— Information provided —
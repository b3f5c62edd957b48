use anyhow::Result;
use visionport_core::{
    BindingDirection, BindingSpec, DType, DeviceAllocator, IOName, LabelTable, PipelineError,
    Shape,
};
use visionport_runtime::{rank, select, softmax, PredictionEntry, ResultDecoder, CONFIDENCE_THRESHOLD};

#[test]
fn softmax_is_a_distribution() {
    for scores in [
        vec![2.0f32, 5.0, 5.0, 1.0],
        vec![-3.0, 0.0, 12.5],
        vec![0.0],
        vec![100.0, 100.0, -100.0],
        (0..1000).map(|i| (i as f32 * 0.37).sin() * 8.0).collect(),
    ] {
        let p = softmax(&scores);
        assert_eq!(p.len(), scores.len());
        assert!(p.iter().all(|&v| v >= 0.0));
        let sum: f32 = p.iter().sum();
        assert!((sum - 1.0).abs() < 1e-4, "sum was {sum}");
    }
}

#[test]
fn softmax_of_nothing_is_nothing() {
    assert!(softmax(&[]).is_empty());
}

#[test]
fn softmax_matches_plain_exponentials() {
    let p = softmax(&[1.0, 2.0, 3.0]);
    let e: Vec<f32> = [1.0f32, 2.0, 3.0].iter().map(|v| v.exp()).collect();
    let sum: f32 = e.iter().sum();
    for (got, want) in p.iter().zip(e.iter().map(|v| v / sum)) {
        assert!((got - want).abs() < 1e-6);
    }
}

#[test]
fn ties_keep_first_occurrence_first() {
    assert_eq!(rank(&[2.0, 5.0, 5.0, 1.0]), vec![1, 2, 0, 3]);
    assert_eq!(rank(&softmax(&[2.0, 5.0, 5.0, 1.0])), vec![1, 2, 0, 3]);
    assert_eq!(rank(&[1.0, 1.0, 1.0]), vec![0, 1, 2]);
}

#[test]
fn nan_ranks_last() {
    assert_eq!(rank(&[f32::NAN, 0.2, 0.7]), vec![2, 1, 0]);
}

#[test]
fn emits_while_above_threshold() {
    let labels = LabelTable::default();
    let entries = select(&[0.6, 0.3, 0.09, 0.009, 0.001], &labels, CONFIDENCE_THRESHOLD);
    let indices: Vec<usize> = entries.iter().map(|e| e.index).collect();
    assert_eq!(indices, vec![0, 1, 2, 3]);
}

#[test]
fn stops_at_first_entry_not_above_threshold() {
    let labels = LabelTable::default();
    let entries = select(&[0.005, 0.99, 0.004], &labels, CONFIDENCE_THRESHOLD);
    assert_eq!(entries.len(), 1);
    assert_eq!(entries[0].index, 1);
}

#[test]
fn everything_above_threshold_is_emitted_without_overrun() {
    let labels = LabelTable::default();
    let entries = select(&[0.5, 0.5], &labels, CONFIDENCE_THRESHOLD);
    assert_eq!(entries.len(), 2);
}

#[test]
fn names_only_within_label_bounds() {
    let labels = LabelTable::new(vec!["tench".into(), "goldfish".into()]);
    let entries = select(&[0.1, 0.2, 0.7], &labels, CONFIDENCE_THRESHOLD);

    assert_eq!(entries[0].index, 2);
    assert_eq!(entries[0].class_name, None);
    assert_eq!(entries[1].class_name.as_deref(), Some("goldfish"));
    assert_eq!(entries[2].class_name.as_deref(), Some("tench"));
    assert!((entries[0].confidence_percent - 70.0).abs() < 1e-4);
}

#[test]
fn renders_console_lines() {
    let named = PredictionEntry {
        index: 3,
        confidence_percent: 42.5,
        class_name: Some("espresso".into()),
    };
    assert_eq!(named.to_string(), "class: espresso | confidence: 42.5% | index: 3");

    let unnamed = PredictionEntry {
        index: 1001,
        confidence_percent: 1.5,
        class_name: None,
    };
    assert_eq!(unnamed.to_string(), "confidence: 1.5% | index: 1001");
}

#[test]
fn decodes_device_buffer() -> Result<()> {
    let allocator = DeviceAllocator::cpu();
    let shape = Shape::from_slice(&[1, 4]);
    let spec = BindingSpec {
        index: 1,
        name: IOName("logits".into()),
        direction: BindingDirection::Output,
        dtype: DType::F32,
        shape: shape.clone(),
    };
    let mut buffer = allocator.allocate(&spec, 1)?;
    buffer.write(0, &[2.0, 5.0, 5.0, 1.0])?;

    let labels = LabelTable::new(vec!["a".into(), "b".into(), "c".into(), "d".into()]);
    let decoded = ResultDecoder::new().decode(&buffer, &shape, 1, &labels)?;

    let sum: f32 = decoded.probabilities.iter().sum();
    assert!((sum - 1.0).abs() < 1e-5);
    let order: Vec<usize> = decoded.predictions.iter().map(|p| p.index).collect();
    assert_eq!(order, vec![1, 2, 0, 3]);
    assert_eq!(decoded.predictions[0].class_name.as_deref(), Some("b"));
    Ok(())
}

#[test]
fn shape_and_buffer_disagreement_is_rejected() -> Result<()> {
    let spec = BindingSpec {
        index: 1,
        name: IOName("logits".into()),
        direction: BindingDirection::Output,
        dtype: DType::F32,
        shape: Shape::from_slice(&[1, 4]),
    };
    let buffer = DeviceAllocator::cpu().allocate(&spec, 1)?;
    let err = ResultDecoder::new()
        .decode(&buffer, &Shape::from_slice(&[1, 10]), 1, &LabelTable::default())
        .unwrap_err();
    assert!(matches!(err, PipelineError::Configuration(_)));
    Ok(())
}

#[test]
fn custom_threshold() {
    let decoder = ResultDecoder::with_threshold(0.25);
    let decoded = decoder.decode_scores(&[0.0, 0.0, 3.0], &LabelTable::default());
    assert_eq!(decoded.predictions.len(), 1);
    assert_eq!(decoder.threshold(), 0.25);
}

— What this task involves —
Find and copy each line of the data where "tench" is present.

— Written reply —
    let labels = LabelTable::new(vec!["tench".into(), "goldfish".into()]);
    assert_eq!(entries[2].class_name.as_deref(), Some("tench"));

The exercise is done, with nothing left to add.